Adding an Asset
as of 01/30/2023
On Hatom Lending Protocol, users can supply and borrow crypto assets in an over-collateralized fashion through decentralized lending pools. Suppliers receive an equivalent amount of their deposit in hTokens, "which is a protocol-issued token" that gathers the interest generated. Borrowers have to deposit collateral to be able to take a loan. The collateral secures the loan and plays the role of a risk mitigation tool against default. Crypto assets are at the core of Hatom's decentralized lending operations. More details on how the protocol works can be found in Hatom's Whitepaper.
The selection of the crypto assets has been realized with the following constraints:
- 1.The protocol risk of insolvency increases with each crypto asset added as collateral to the Hatom lending protocol. The assets of the Hatom Protocol are the collaterals, while the liabilities are the borrowed amounts. The crypto assets supplied and borrowed often differ, with loans mostly taken in stablecoins and collateralized by volatile tokens. This means that the protocol is strongly exposed to the failure of the supported token systems and market fluctuations.

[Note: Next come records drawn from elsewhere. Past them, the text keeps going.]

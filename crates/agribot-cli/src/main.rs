//! `agribot` – operator console for the weed-treatment robot.
//!
//! This binary wires the stack together and hands control to the operator.
//! It:
//!
//! 1. Loads `~/.agribot/config.toml`, writing a default one on first run.
//! 2. Opens the actuator link (`sim`, `tcp://…` or a device path) and starts
//!    the coordinator: mission state machine, obstacle arbiter and liveness
//!    monitor.
//! 3. Attaches the detection feed: the recording at `detections_path`, or
//!    the colour-blob detector over `[detection] frames_dir`.
//! 4. Drops the user into an **interactive REPL** (`/start`, `/stop`,
//!    `/status`, …).
//! 5. Intercepts **Ctrl-C** to send a stop-all and unwind the mission.

mod config;
mod repl;

use colored::Colorize;
use std::io::Write;
use std::sync::Arc;
use std::sync::atomic::{AtomicBool, Ordering};
use tracing::{info, warn};

use agribot_hal::sim::SimUnit;
use agribot_middleware::{EventBus, ProtocolClient, ProtocolConfig, StreamLink, Topic};
use agribot_runtime::{Coordinator, CoordinatorConfig, init_tracing};
use agribot_types::{AgriError, EventPayload};

fn main() {
    // Installed before the runtime exists; the guard flushes spans on exit.
    let _tracing = init_tracing("agribot");

    print_banner();

    let cfg = load_or_create_config();

    let runtime = match tokio::runtime::Runtime::new() {
        Ok(rt) => rt,
        Err(e) => {
            eprintln!("{}: {}", "Failed to start the async runtime".red(), e);
            std::process::exit(1);
        }
    };

    print!(
        "  Connecting to actuator unit at {} … ",
        cfg.link.endpoint.bold()
    );
    std::io::stdout().flush().ok();
    let coordinator = match runtime.block_on(boot(&cfg)) {
        Ok(c) => {
            println!("{}", "OK".green());
            Arc::new(c)
        }
        Err(e) => {
            println!("{}", "FAILED".red());
            eprintln!("  {}", e);
            std::process::exit(1);
        }
    };
    runtime.spawn(print_alerts(coordinator.bus().clone()));

    // ── Shared shutdown flag ──────────────────────────────────────────────
    let shutdown = Arc::new(AtomicBool::new(false));
    let shutdown_ctrlc = shutdown.clone();
    let coordinator_ctrlc = coordinator.clone();
    let runtime_handle = runtime.handle().clone();

    // ── Ctrl-C handler ────────────────────────────────────────────────────
    if let Err(e) = ctrlc::set_handler(move || {
        println!();
        println!("{}", "⚠  Ctrl-C received – stopping the robot …".yellow().bold());
        match runtime_handle.block_on(coordinator_ctrlc.emergency_stop("operator Ctrl-C")) {
            Ok(()) => println!("{}", "  ✓ Stop-all acknowledged.".green()),
            Err(e) => println!("  {}: {}", "Stop-all failed".red(), e),
        }
        println!("{}", "  Press Enter to exit.".dimmed());
        shutdown_ctrlc.store(true, Ordering::SeqCst);
    }) {
        warn!(error = %e, "failed to install Ctrl-C handler; Ctrl-C will not stop the robot");
    }

    println!();
    println!("  Type {} for a list of commands.\n", "/help".bold().cyan());

    // ── Interactive REPL ──────────────────────────────────────────────────
    repl::run(shutdown, &runtime, &coordinator);
    info!("operator console closed");
}

// ─────────────────────────────────────────────────────────────────────────────
// Boot
// ─────────────────────────────────────────────────────────────────────────────

/// Open the link and start the coordinator.
async fn boot(cfg: &config::Config) -> Result<Coordinator, AgriError> {
    let protocol = ProtocolConfig::from_profile(&cfg.calibration, cfg.link.command_timeout());
    let client = if cfg.link.is_sim() {
        let (stream, _probe) = SimUnit::new()
            .with_wheel_speed(cfg.calibration.wheel_speed_cm_s)
            .spawn();
        ProtocolClient::spawn(StreamLink::new(stream, config::SIM_ENDPOINT), protocol).0
    } else {
        let link = agribot_middleware::connect(&cfg.link.endpoint).await?;
        ProtocolClient::spawn(link, protocol).0
    };

    let coordinator_config =
        CoordinatorConfig::from_profile(&cfg.calibration, cfg.link.command_timeout());
    let mut coordinator = Coordinator::spawn(
        cfg.calibration.clone(),
        client,
        EventBus::default(),
        coordinator_config,
    )?;

    if let Some(source) = cfg.detection_source()? {
        info!(source = source.id(), kind = ?cfg.detection.source, "detection feed attached");
        coordinator.attach_source(source);
    }
    Ok(coordinator)
}

/// Echo operator-relevant alerts above the prompt.
async fn print_alerts(bus: EventBus) {
    let mut alerts = bus.subscribe_to(Topic::SystemAlerts);
    while let Some(event) = alerts.next().await {
        let line = match event.payload {
            EventPayload::EmergencyStop { reason } => format!("stopped: {reason}").yellow(),
            EventPayload::MissionFault { command, message } => {
                format!("fault on {command}: {message}").red()
            }
            EventPayload::FullyBlocked { .. } => "fully blocked, mission halted".red(),
            EventPayload::LinkHealth { alive: false } => "actuator link silent".red().bold(),
            EventPayload::ObstacleAvoided { action, .. } => format!("obstacle: {action}").cyan(),
            _ => continue,
        };
        println!("\n  {} {}", "▲".bold(), line);
    }
}

// ─────────────────────────────────────────────────────────────────────────────
// Configuration
// ─────────────────────────────────────────────────────────────────────────────

fn load_or_create_config() -> config::Config {
    match config::load() {
        Ok(Some(cfg)) => {
            println!(
                "  Config loaded from {}",
                config::config_path().display().to_string().bold()
            );
            cfg
        }
        Ok(None) => {
            let mut cfg = config::Config::default();
            match config::save(&cfg) {
                Ok(()) => println!(
                    "  {} Default config written to {}",
                    "✓".green().bold(),
                    config::config_path().display().to_string().bold()
                ),
                Err(e) => println!("{}: {}", "Error saving config".red(), e),
            }
            config::apply_env_overrides(&mut cfg);
            cfg
        }
        Err(e) => {
            println!("{}: {}", "Config error".red(), e);
            println!("  Using default configuration.");
            let mut cfg = config::Config::default();
            config::apply_env_overrides(&mut cfg);
            cfg
        }
    }
}

// ─────────────────────────────────────────────────────────────────────────────
// Banner
// ─────────────────────────────────────────────────────────────────────────────

fn print_banner() {
    println!();
    println!("{}", r#"   ___              _ ___       __ "#.bold().green());
    println!("{}", r#"  / _ | ___ _____  (_) _ )___  / /_"#.bold().green());
    println!("{}", r#" / __ |/ _ `/ __/ / / _  / _ \/ __/"#.bold().green());
    println!("{}", r#"/_/ |_|\_, /_/   /_/____/\___/\__/ "#.bold().green());
    println!("{}", r#"      /___/                        "#.bold().green());
    println!();
    println!(
        "  {} {}",
        "AgriBot".bold(),
        format!("v{}", env!("CARGO_PKG_VERSION")).dimmed()
    );
    println!("  Targeted weed treatment controller");
    println!();
}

- 2.Exposing the protocol to the centralization risk of the centralized currency accepted as collateral. The single point of failure risks of underlying crypto-assets flow into Hatom Lending Protocol.
- 3.Reducing risks via diversification benefits by having a volume from different crypto assets in our lending pools.
Significant controls are mandatory to ensure the currency implemented will add more value than risk. Crypto assets need a fantastic product and a large community to be considered. The risk assessment investigates and decides whether the crypto assets represent a reasonable risk for the protocol, calibrating the currencies parameters to reduce those risks.